→ WHAT THIS TASK INVOLVES: Scan the records for the word "push". Report each line where it occurs.

→ Excerpts from a dataset:

::::::

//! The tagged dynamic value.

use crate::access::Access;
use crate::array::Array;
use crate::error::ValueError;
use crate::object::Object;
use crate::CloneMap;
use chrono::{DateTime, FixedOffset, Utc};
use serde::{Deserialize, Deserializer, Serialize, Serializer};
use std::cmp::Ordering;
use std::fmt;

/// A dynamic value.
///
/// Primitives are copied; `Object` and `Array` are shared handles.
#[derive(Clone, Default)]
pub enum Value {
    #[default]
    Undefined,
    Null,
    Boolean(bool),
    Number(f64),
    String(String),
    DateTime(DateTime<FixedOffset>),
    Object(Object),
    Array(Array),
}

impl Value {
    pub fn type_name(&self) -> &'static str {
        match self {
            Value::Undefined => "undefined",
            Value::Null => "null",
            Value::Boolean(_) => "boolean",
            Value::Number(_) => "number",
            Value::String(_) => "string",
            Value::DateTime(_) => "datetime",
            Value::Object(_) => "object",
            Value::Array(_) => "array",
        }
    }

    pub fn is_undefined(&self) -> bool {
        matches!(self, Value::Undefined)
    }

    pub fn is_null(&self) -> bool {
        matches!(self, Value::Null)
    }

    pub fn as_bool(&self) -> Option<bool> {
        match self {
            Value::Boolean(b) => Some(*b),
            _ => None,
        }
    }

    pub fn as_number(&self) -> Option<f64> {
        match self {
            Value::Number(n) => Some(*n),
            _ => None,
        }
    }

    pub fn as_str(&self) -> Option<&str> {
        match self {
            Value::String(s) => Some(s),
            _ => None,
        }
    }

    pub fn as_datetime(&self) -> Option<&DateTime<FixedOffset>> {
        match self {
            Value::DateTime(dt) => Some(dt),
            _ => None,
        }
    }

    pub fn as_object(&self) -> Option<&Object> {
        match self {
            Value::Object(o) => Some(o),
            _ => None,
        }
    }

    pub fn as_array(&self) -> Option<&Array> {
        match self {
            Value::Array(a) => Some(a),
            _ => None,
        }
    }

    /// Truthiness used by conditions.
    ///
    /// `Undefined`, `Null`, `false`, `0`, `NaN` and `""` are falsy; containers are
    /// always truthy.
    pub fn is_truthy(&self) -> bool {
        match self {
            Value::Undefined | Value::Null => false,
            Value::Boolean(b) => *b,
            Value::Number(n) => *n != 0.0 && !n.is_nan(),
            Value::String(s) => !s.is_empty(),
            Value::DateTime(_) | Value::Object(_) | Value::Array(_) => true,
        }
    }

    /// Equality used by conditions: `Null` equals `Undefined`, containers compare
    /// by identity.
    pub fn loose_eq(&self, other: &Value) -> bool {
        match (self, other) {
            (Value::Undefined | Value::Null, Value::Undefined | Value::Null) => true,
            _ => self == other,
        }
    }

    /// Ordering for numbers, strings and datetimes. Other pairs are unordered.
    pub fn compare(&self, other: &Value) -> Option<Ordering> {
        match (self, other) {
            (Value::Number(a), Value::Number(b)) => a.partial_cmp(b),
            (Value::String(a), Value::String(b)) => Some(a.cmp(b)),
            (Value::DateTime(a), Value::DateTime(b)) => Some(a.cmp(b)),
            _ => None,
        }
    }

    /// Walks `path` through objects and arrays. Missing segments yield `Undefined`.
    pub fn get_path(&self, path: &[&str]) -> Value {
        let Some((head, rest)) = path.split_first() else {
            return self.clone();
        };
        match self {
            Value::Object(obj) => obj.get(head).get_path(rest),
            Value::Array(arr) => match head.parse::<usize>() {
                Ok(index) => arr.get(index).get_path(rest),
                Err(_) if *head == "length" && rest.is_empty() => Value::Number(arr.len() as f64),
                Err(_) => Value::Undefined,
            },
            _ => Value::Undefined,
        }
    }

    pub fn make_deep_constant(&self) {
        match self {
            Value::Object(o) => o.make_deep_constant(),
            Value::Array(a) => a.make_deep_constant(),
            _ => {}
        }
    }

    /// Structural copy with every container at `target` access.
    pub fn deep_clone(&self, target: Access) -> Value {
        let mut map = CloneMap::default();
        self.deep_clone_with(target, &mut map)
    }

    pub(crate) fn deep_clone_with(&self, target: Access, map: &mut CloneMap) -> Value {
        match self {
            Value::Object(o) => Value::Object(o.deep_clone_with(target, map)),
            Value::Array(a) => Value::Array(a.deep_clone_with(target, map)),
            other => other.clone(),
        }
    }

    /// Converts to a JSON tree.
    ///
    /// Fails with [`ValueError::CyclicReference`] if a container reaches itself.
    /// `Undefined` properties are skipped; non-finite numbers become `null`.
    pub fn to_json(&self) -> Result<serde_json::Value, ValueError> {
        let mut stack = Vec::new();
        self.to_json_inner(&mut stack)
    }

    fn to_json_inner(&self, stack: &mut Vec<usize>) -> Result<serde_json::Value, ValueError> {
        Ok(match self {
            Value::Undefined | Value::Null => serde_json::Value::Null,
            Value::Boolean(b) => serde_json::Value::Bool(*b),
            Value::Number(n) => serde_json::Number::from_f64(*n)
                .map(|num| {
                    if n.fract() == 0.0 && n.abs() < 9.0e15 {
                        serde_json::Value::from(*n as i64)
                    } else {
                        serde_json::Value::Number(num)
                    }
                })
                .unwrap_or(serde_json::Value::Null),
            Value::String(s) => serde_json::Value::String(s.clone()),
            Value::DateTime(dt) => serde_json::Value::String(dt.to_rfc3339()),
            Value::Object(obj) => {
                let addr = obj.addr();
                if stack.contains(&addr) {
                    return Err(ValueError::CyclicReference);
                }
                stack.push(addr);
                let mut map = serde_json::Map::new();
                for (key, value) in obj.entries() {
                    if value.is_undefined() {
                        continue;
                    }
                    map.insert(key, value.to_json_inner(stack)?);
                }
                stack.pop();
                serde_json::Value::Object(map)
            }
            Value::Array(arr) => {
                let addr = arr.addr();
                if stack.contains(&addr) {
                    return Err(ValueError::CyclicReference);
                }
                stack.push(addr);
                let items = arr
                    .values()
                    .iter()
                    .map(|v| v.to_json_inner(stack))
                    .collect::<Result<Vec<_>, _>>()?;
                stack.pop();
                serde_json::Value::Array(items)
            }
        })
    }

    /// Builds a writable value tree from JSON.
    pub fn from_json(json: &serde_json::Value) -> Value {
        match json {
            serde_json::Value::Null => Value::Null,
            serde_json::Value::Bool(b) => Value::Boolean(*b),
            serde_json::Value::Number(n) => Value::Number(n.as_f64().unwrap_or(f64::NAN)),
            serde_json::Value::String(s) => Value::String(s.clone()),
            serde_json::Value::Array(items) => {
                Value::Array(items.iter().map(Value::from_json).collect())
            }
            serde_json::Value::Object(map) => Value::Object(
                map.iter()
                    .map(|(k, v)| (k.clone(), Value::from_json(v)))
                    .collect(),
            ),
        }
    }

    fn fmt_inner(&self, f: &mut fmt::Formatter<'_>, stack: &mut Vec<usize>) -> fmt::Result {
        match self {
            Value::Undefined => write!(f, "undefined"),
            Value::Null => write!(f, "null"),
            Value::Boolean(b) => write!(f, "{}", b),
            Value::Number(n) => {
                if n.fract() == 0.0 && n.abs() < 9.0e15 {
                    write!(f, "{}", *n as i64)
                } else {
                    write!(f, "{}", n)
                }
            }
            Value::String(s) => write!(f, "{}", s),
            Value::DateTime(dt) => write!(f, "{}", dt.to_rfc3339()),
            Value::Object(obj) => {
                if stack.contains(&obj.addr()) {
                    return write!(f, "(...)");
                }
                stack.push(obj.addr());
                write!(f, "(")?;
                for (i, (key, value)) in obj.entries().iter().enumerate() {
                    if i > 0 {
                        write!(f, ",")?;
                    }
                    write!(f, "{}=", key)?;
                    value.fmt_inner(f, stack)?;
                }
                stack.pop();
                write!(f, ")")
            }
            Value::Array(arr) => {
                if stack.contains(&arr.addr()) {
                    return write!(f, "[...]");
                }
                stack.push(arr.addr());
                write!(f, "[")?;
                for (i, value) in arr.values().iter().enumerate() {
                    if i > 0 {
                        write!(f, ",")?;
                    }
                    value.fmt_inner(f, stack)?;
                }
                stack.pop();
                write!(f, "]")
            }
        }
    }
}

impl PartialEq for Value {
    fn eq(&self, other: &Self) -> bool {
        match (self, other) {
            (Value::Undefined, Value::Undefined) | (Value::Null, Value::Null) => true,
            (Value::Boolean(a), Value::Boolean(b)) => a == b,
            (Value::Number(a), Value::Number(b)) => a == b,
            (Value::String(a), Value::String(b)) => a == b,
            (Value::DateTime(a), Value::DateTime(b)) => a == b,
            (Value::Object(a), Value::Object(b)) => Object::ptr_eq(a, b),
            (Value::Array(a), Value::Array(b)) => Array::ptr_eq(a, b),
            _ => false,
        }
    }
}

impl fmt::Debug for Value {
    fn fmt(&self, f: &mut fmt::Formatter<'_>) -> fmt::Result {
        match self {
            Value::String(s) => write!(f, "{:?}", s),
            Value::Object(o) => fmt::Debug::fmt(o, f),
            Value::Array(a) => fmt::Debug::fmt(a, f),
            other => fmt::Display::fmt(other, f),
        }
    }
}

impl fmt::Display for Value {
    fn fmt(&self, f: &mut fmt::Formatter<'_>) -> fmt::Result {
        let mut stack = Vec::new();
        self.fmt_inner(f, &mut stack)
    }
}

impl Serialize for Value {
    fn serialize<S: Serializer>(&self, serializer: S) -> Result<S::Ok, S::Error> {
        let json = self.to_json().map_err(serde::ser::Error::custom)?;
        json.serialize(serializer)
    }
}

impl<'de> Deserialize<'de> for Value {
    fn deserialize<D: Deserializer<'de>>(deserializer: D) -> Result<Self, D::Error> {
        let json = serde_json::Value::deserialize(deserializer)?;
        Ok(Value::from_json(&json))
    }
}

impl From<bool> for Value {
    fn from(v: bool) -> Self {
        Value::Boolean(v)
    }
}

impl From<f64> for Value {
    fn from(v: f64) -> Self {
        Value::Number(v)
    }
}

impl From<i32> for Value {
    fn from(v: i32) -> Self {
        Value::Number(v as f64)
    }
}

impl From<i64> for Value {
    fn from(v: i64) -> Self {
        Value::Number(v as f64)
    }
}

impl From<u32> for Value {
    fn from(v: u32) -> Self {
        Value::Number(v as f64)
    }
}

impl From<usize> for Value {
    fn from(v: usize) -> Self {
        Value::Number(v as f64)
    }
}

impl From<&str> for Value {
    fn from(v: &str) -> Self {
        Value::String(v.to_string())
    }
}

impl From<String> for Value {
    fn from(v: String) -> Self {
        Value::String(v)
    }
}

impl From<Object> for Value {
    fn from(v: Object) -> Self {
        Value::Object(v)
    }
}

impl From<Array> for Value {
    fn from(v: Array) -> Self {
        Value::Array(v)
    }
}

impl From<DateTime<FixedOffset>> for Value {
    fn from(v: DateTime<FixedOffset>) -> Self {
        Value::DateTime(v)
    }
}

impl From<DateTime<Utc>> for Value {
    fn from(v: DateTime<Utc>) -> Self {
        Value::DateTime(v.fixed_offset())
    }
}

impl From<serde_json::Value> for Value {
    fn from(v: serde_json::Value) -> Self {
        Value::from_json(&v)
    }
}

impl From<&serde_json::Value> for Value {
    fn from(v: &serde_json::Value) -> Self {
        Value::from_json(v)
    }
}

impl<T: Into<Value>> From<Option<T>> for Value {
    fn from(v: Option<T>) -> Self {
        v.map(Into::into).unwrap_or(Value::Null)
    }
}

::::::

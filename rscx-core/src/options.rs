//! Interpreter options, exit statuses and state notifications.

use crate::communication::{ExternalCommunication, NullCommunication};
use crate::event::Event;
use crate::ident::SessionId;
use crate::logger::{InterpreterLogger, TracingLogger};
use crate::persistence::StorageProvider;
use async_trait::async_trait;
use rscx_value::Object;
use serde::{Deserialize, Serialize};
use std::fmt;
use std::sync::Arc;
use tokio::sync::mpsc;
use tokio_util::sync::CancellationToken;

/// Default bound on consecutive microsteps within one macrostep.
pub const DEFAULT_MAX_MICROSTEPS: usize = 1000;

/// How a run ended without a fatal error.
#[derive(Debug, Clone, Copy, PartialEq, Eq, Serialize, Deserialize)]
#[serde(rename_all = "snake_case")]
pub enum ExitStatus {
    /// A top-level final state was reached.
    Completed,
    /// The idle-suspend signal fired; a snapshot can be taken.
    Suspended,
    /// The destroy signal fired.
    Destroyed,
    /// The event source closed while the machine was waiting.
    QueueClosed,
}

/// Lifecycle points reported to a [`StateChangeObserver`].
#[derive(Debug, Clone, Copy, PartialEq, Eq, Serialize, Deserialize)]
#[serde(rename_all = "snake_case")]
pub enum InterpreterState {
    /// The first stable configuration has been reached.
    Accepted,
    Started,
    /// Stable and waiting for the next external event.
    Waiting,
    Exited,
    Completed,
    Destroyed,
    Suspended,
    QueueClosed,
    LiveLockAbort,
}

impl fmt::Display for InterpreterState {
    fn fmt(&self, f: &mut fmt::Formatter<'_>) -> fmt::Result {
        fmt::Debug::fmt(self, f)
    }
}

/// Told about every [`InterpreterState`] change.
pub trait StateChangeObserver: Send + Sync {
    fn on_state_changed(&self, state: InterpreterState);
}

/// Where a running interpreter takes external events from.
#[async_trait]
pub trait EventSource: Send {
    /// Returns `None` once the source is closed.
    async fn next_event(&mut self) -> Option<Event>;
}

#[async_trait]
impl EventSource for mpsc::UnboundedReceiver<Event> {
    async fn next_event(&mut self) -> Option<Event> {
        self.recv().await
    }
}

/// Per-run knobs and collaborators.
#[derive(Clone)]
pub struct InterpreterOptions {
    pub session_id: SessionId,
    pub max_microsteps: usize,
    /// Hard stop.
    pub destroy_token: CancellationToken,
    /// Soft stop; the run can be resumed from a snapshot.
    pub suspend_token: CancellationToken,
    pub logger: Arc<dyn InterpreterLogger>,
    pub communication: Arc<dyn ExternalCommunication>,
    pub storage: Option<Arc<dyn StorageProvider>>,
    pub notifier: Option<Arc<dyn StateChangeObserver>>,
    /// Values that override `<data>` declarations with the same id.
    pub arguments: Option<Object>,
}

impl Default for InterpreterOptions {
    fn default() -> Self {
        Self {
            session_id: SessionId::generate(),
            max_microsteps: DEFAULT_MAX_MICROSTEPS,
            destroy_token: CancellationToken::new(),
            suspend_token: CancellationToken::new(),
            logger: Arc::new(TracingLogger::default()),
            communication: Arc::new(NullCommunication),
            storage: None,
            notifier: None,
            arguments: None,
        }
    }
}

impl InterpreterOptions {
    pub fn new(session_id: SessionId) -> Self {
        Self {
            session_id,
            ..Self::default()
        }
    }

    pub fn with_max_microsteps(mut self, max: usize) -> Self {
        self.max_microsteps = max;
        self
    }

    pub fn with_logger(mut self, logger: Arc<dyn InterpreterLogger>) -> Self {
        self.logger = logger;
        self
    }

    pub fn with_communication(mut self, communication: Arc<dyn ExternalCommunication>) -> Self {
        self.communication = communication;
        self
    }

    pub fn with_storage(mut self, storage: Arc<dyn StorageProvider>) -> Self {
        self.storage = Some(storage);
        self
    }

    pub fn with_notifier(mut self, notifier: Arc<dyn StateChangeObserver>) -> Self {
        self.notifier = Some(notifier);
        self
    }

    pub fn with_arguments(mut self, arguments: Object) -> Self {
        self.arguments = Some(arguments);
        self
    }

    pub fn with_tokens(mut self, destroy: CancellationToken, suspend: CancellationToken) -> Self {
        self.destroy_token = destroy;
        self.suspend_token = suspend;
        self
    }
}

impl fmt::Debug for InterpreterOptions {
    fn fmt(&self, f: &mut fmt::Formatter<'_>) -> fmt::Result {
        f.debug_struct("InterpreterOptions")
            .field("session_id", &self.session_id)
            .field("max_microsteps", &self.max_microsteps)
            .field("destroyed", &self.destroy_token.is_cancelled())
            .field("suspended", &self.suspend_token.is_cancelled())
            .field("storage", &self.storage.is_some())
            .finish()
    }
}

::::::

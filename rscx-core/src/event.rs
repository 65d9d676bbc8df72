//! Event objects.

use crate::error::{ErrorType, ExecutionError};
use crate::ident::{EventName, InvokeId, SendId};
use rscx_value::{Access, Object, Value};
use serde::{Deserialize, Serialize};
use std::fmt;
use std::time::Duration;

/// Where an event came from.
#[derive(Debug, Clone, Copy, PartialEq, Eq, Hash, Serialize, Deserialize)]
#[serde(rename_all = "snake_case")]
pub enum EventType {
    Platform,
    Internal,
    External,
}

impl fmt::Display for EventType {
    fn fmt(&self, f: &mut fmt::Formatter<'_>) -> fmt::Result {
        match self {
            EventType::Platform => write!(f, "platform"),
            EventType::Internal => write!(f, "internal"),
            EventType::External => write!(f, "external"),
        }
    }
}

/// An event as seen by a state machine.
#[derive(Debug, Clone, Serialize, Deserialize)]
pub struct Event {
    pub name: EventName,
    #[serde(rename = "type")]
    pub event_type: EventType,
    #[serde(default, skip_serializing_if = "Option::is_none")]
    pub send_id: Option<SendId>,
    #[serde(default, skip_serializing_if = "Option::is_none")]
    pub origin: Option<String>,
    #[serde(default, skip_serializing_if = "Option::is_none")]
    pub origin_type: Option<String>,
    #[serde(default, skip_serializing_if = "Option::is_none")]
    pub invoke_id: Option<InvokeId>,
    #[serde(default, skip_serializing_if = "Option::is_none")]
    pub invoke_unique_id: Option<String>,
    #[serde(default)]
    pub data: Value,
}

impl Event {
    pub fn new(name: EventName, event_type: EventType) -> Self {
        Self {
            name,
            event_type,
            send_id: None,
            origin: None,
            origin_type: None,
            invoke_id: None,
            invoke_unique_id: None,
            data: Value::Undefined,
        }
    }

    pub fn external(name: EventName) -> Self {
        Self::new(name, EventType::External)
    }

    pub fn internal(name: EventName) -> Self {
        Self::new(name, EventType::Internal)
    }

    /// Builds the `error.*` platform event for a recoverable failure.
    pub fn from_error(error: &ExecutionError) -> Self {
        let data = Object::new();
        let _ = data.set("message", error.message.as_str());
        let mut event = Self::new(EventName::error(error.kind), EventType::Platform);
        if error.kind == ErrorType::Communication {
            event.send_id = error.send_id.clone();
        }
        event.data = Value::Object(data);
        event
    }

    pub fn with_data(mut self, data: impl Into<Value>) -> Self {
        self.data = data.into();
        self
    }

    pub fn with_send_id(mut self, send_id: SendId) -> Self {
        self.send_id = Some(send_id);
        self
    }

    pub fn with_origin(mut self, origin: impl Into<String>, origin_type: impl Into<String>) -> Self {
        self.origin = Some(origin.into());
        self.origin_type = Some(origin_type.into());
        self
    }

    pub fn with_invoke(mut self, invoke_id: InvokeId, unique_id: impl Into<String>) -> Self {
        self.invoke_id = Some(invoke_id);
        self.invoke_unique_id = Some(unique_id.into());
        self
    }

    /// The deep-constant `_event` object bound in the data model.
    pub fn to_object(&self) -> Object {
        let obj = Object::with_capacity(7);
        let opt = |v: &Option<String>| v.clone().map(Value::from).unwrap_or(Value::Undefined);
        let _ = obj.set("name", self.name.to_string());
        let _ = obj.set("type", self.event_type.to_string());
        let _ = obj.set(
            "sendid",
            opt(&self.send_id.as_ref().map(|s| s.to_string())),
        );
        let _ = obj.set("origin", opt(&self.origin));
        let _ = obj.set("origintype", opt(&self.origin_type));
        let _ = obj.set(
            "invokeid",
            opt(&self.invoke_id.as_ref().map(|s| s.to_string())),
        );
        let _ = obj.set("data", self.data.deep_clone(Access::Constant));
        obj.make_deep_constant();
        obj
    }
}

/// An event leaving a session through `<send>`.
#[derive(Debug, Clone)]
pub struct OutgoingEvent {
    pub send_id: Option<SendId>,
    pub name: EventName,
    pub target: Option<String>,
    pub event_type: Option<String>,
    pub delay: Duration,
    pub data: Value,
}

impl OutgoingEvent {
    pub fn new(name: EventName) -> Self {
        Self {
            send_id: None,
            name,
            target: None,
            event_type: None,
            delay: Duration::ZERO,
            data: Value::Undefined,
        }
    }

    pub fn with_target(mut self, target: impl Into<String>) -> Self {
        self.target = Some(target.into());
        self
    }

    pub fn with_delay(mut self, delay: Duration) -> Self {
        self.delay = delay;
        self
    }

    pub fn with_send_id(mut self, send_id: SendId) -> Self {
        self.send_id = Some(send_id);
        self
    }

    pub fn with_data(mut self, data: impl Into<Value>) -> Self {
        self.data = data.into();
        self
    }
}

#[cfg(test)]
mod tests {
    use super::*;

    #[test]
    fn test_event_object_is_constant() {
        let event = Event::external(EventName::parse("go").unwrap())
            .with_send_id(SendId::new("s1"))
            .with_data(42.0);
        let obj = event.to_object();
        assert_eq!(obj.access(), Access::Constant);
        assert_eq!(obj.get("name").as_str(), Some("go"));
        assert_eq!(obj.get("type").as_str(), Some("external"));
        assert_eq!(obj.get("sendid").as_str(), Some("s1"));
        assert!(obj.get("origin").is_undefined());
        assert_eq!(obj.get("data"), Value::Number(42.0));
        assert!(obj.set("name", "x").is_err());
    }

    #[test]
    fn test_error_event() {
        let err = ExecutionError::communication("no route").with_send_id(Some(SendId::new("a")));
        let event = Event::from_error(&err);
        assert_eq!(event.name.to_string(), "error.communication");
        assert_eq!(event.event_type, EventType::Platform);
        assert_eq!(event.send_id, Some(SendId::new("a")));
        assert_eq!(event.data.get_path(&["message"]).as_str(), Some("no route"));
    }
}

::::::

→ EXERCISE RESULT:
                stack.push(addr);
                stack.push(addr);
                stack.push(obj.addr());
                stack.push(arr.addr());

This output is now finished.